### Exercise directions
Only the lines holding "version" are wanted; find them in the listing and return each one.

______________________________

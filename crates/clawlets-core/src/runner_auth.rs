//! Runner identity: registration, bearer tokens, heartbeat ingest.
//!
//! Runner tokens are minted once (32 bytes, base64url), stored only as a
//! SHA-256 hex digest, and bound to `(project, runner)`. Validation walks
//! strip-prefix → hash → lookup → liveness checks; a successful call emits
//! a rate-limited last-used touch so a busy runner does not turn every
//! request into a write.

use chrono::{DateTime, Duration, Utc};
use clawlets_store::models::{Runner, RunnerCapabilities, RunnerStatus, RunnerToken};
use uuid::Uuid;

use crate::SEALED_INPUT_ALG;
use crate::audit::{
    AuditEvent, RunnerRegisterData, RunnerTarget, TokenCreateData, TokenTarget,
};
use crate::engine::Engine;
use crate::error::EngineError;
use crate::util::{b64url_decode, random_token, sha256_b64url, sha256_hex};
use crate::validate::ensure_bounded_string;

/// Minimum interval between persisted `last_used_at` touches.
const TOKEN_TOUCH_FLOOR: Duration = Duration::seconds(60);

/// An authenticated runner request.
#[derive(Debug, Clone)]
pub struct RunnerIdentity {
    pub token: RunnerToken,
    pub runner: Runner,
}

impl Engine {
    /// Register a runner and mint its bearer token (admin only).
    ///
    /// Returns the runner row and the plaintext token — shown once, never
    /// stored.
    pub async fn register_runner(
        &self,
        principal: Option<&str>,
        project_id: Uuid,
        name: &str,
        token_expires_at: Option<DateTime<Utc>>,
    ) -> Result<(Runner, String), EngineError> {
        let access = self.require_project_admin(principal, project_id).await?;
        self.check_rate_limit(
            &format!("runners.register:{}", access.principal),
            30,
            Duration::minutes(1),
        )
        .await?;
        let name = ensure_bounded_string(name, "name", 128)?;

        let now = self.now();
        let runner = Runner {
            id: Uuid::new_v4(),
            project_id,
            name: name.clone(),
            version: None,
            last_seen_at: None,
            last_status: RunnerStatus::Offline,
            capabilities: RunnerCapabilities::default(),
            created_at: now,
        };
        self.store.insert_runner(&runner).await.map_err(|e| match e {
            clawlets_store::StoreError::Duplicate(_) => {
                EngineError::Conflict(format!("runner name '{name}' already in use"))
            }
            other => EngineError::Store(other),
        })?;

        let plaintext = random_token();
        let token = RunnerToken {
            id: Uuid::new_v4(),
            project_id,
            runner_id: runner.id,
            token_hash: sha256_hex(plaintext.as_bytes()),
            expires_at: token_expires_at,
            revoked_at: None,
            last_used_at: None,
            created_at: now,
        };
        self.store.insert_runner_token(&token).await?;

        self.append_audit(
            &access.principal,
            Some(project_id),
            AuditEvent::RunnerRegister {
                target: RunnerTarget { runner_id: runner.id },
                data: RunnerRegisterData { name },
            },
        )
        .await?;
        self.append_audit(
            &access.principal,
            Some(project_id),
            AuditEvent::RunnerTokenCreate {
                target: TokenTarget { token_id: token.id },
                data: TokenCreateData { runner_id: runner.id },
            },
        )
        .await?;

        tracing::info!(runner_id = %runner.id, project_id = %project_id, "runner registered");
        Ok((runner, plaintext))
    }

    /// Revoke a runner token (admin only). Revoked tokens fail validation
    /// immediately; the runner row survives.
    pub async fn revoke_runner_token(
        &self,
        principal: Option<&str>,
        project_id: Uuid,
        token_id: Uuid,
    ) -> Result<(), EngineError> {
        let access = self.require_project_admin(principal, project_id).await?;
        let token = self
            .store
            .get_runner_token(token_id)
            .await?
            .filter(|t| t.project_id == project_id)
            .ok_or_else(|| EngineError::NotFound("runner token not found".to_owned()))?;

        self.store.revoke_runner_token(token.id, self.now()).await?;
        self.append_audit(
            &access.principal,
            Some(project_id),
            AuditEvent::RunnerTokenRevoke {
                target: TokenTarget { token_id: token.id },
            },
        )
        .await?;
        Ok(())
    }

    /// Validate a bearer token and resolve the runner it is bound to.
    ///
    /// A token is usable iff it is not revoked, is not past its expiry,
    /// matches the caller-asserted project (when given), and references a
    /// live runner in the same project.
    pub async fn authenticate_runner(
        &self,
        bearer_token: &str,
        asserted_project: Option<Uuid>,
    ) -> Result<RunnerIdentity, EngineError> {
        let unusable = || EngineError::Unauthorized("invalid or expired runner token".to_owned());

        let token_hash = sha256_hex(bearer_token.trim().as_bytes());
        let token = self
            .store
            .get_runner_token_by_hash(&token_hash)
            .await?
            .ok_or_else(unusable)?;

        let now = self.now();
        if token.revoked_at.is_some() {
            return Err(unusable());
        }
        if token.expires_at.is_some_and(|exp| exp <= now) {
            return Err(unusable());
        }
        if asserted_project.is_some_and(|p| p != token.project_id) {
            return Err(unusable());
        }
        let runner = self
            .store
            .get_runner(token.runner_id)
            .await?
            .filter(|r| r.project_id == token.project_id)
            .ok_or_else(unusable)?;

        // Rate-limited touch: only write when the last one is old enough.
        let stale = token
            .last_used_at
            .is_none_or(|last| now - last >= TOKEN_TOUCH_FLOOR);
        if stale {
            if let Err(e) = self.store.touch_runner_token(token.id, now).await {
                tracing::warn!(error = %e, token_id = %token.id, "last-used touch failed");
            }
        }

        Ok(RunnerIdentity { token, runner })
    }

    /// Ingest a runner heartbeat: refresh liveness and the capability
    /// record. The reported name must match the token's runner.
    pub async fn runner_heartbeat(
        &self,
        identity: &RunnerIdentity,
        runner_name: &str,
        version: Option<&str>,
        capabilities: Option<RunnerCapabilities>,
    ) -> Result<Runner, EngineError> {
        if identity.runner.name != runner_name {
            return Err(EngineError::Unauthorized(
                "token is not bound to this runner".to_owned(),
            ));
        }
        let capabilities = match capabilities {
            Some(raw) => normalize_capabilities(raw)?,
            None => identity.runner.capabilities.clone(),
        };

        let now = self.now();
        self.store
            .update_runner_heartbeat(identity.runner.id, now, version, &capabilities)
            .await?;
        self.store
            .get_runner(identity.runner.id)
            .await?
            .ok_or_else(|| EngineError::NotFound("runner not found".to_owned()))
    }
}

/// Validate a reported capability record and derive the sealed-input key
/// id from the SPKI bytes. A client-asserted key id that does not match
/// the derived one is rejected.
fn normalize_capabilities(
    mut caps: RunnerCapabilities,
) -> Result<RunnerCapabilities, EngineError> {
    if !caps.supports_sealed_input {
        caps.sealed_input_alg = None;
        caps.sealed_input_public_key_spki = None;
        caps.sealed_input_key_id = None;
        return Ok(caps);
    }

    let alg = caps
        .sealed_input_alg
        .as_deref()
        .ok_or_else(|| EngineError::Conflict("sealed-input capability requires an algorithm".to_owned()))?;
    if alg != SEALED_INPUT_ALG {
        return Err(EngineError::Conflict(format!(
            "unsupported sealed-input algorithm '{alg}'"
        )));
    }
    let spki = caps
        .sealed_input_public_key_spki
        .as_deref()
        .ok_or_else(|| EngineError::Conflict("sealed-input capability requires a public key".to_owned()))?;
    let spki_bytes = b64url_decode(spki)
        .map_err(|_| EngineError::Conflict("public key is not base64url".to_owned()))?;
    let key_id = sha256_b64url(&spki_bytes);
    if caps
        .sealed_input_key_id
        .as_deref()
        .is_some_and(|asserted| asserted != key_id)
    {
        return Err(EngineError::Conflict(
            "asserted key id does not match the public key".to_owned(),
        ));
    }
    caps.sealed_input_key_id = Some(key_id);
    Ok(caps)
}

#[cfg(test)]
mod tests {
    use super::*;
    use crate::util::b64url_encode;

    #[test]
    fn key_id_is_derived_from_spki() {
        let spki = b64url_encode(b"fake-spki-bytes");
        let caps = RunnerCapabilities {
            supports_sealed_input: true,
            sealed_input_alg: Some(SEALED_INPUT_ALG.to_owned()),
            sealed_input_public_key_spki: Some(spki),
            sealed_input_key_id: None,
            supports_infra_apply: false,
            nix_available: true,
        };
        let normalized = normalize_capabilities(caps).unwrap();
        assert_eq!(
            normalized.sealed_input_key_id.as_deref(),
            Some(sha256_b64url(b"fake-spki-bytes").as_str())
        );
    }

    #[test]
    fn wrong_algorithm_is_rejected() {
        let caps = RunnerCapabilities {
            supports_sealed_input: true,
            sealed_input_alg: Some("rsa-oaep-2048/aes-128-gcm".to_owned()),
            sealed_input_public_key_spki: Some(b64url_encode(b"spki")),
            sealed_input_key_id: None,
            supports_infra_apply: false,
            nix_available: false,
        };
        assert!(normalize_capabilities(caps).is_err());
    }

    #[test]
    fn mismatched_asserted_key_id_is_rejected() {
        let caps = RunnerCapabilities {
            supports_sealed_input: true,
            sealed_input_alg: Some(SEALED_INPUT_ALG.to_owned()),
            sealed_input_public_key_spki: Some(b64url_encode(b"spki")),
            sealed_input_key_id: Some("not-the-right-id".to_owned()),
            supports_infra_apply: false,
            nix_available: false,
        };
        assert!(normalize_capabilities(caps).is_err());
    }

    #[test]
    fn unsupported_sealed_input_clears_the_triple() {
        let caps = RunnerCapabilities {
            supports_sealed_input: false,
            sealed_input_alg: Some(SEALED_INPUT_ALG.to_owned()),
            sealed_input_public_key_spki: Some(b64url_encode(b"spki")),
            sealed_input_key_id: Some("stale".to_owned()),
            supports_infra_apply: true,
            nix_available: false,
        };
        let normalized = normalize_capabilities(caps).unwrap();
        assert!(normalized.sealed_input_alg.is_none());
        assert!(normalized.sealed_input_key_id.is_none());
    }
}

______________________________

### Written solution
            version: None,
        version: Option<&str>,
            .update_runner_heartbeat(identity.runner.id, now, version, &capabilities)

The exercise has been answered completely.